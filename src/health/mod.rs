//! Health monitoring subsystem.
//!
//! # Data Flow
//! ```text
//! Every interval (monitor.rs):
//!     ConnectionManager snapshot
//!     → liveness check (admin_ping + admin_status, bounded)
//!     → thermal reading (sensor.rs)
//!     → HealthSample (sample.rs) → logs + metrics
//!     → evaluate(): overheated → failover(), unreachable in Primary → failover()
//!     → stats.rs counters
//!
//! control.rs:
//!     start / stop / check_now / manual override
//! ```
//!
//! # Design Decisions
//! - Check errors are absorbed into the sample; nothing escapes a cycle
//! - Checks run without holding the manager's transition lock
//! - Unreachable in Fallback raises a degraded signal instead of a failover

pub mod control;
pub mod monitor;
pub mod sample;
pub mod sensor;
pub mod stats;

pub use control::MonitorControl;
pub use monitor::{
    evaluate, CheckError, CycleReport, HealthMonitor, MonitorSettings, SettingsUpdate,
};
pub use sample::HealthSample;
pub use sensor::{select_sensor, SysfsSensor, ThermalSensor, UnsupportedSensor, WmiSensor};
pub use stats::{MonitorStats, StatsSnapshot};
**********
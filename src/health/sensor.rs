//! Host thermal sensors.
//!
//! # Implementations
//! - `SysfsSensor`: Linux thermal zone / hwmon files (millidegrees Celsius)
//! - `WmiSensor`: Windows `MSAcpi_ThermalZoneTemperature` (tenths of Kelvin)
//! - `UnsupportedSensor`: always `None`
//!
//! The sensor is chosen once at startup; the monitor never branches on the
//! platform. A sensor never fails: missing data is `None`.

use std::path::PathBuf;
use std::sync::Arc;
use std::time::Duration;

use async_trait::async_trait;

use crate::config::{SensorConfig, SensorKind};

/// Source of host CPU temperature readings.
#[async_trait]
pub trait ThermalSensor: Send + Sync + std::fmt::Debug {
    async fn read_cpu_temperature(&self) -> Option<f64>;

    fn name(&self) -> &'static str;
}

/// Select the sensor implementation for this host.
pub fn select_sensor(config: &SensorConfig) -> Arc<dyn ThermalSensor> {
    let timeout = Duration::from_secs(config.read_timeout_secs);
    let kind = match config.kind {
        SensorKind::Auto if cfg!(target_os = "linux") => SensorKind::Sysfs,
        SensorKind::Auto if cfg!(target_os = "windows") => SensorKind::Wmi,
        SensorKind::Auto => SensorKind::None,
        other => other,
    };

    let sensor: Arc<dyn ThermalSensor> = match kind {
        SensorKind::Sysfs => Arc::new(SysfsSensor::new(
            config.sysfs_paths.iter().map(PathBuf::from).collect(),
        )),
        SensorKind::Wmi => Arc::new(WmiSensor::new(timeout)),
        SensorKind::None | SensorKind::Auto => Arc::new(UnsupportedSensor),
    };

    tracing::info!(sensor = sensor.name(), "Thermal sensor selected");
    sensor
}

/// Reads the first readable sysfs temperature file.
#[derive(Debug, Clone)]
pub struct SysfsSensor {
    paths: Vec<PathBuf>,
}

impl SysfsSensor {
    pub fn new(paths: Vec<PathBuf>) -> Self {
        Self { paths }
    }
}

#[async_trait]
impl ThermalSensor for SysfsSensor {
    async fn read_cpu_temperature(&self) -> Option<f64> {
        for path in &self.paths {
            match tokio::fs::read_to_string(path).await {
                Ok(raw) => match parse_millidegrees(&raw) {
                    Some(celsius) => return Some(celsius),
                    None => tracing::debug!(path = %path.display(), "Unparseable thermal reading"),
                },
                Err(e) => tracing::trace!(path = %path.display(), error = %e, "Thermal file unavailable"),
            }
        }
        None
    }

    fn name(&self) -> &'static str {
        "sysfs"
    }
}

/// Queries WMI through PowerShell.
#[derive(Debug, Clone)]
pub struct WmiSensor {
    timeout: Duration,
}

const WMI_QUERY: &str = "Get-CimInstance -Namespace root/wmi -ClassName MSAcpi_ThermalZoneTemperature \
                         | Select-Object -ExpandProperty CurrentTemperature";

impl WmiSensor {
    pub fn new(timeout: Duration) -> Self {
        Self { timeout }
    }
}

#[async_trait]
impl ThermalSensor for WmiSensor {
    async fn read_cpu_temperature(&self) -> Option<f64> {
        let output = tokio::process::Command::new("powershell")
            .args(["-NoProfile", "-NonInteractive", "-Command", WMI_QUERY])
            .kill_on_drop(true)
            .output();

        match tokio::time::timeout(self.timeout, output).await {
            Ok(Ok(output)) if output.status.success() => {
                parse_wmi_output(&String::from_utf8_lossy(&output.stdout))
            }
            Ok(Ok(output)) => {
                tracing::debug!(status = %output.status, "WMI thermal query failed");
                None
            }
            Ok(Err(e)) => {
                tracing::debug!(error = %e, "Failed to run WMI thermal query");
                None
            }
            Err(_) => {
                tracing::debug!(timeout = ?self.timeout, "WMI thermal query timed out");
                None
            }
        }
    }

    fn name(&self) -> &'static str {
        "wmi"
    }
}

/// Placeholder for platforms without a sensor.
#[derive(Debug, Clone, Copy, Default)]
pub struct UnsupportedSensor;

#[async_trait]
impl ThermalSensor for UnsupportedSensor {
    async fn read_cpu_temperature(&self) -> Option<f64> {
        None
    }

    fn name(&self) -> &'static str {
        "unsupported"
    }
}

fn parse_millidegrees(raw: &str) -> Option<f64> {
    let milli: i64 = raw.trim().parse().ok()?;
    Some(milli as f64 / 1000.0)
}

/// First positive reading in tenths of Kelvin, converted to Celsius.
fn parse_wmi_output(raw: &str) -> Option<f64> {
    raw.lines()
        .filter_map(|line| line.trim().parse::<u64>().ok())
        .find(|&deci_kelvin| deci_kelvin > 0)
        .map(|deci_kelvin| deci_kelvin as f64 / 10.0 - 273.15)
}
**********
All lines of the records above that carry the word "struct" should be listed.

- **Output of the task**
pub struct SysfsSensor {
pub struct WmiSensor {
pub struct UnsupportedSensor;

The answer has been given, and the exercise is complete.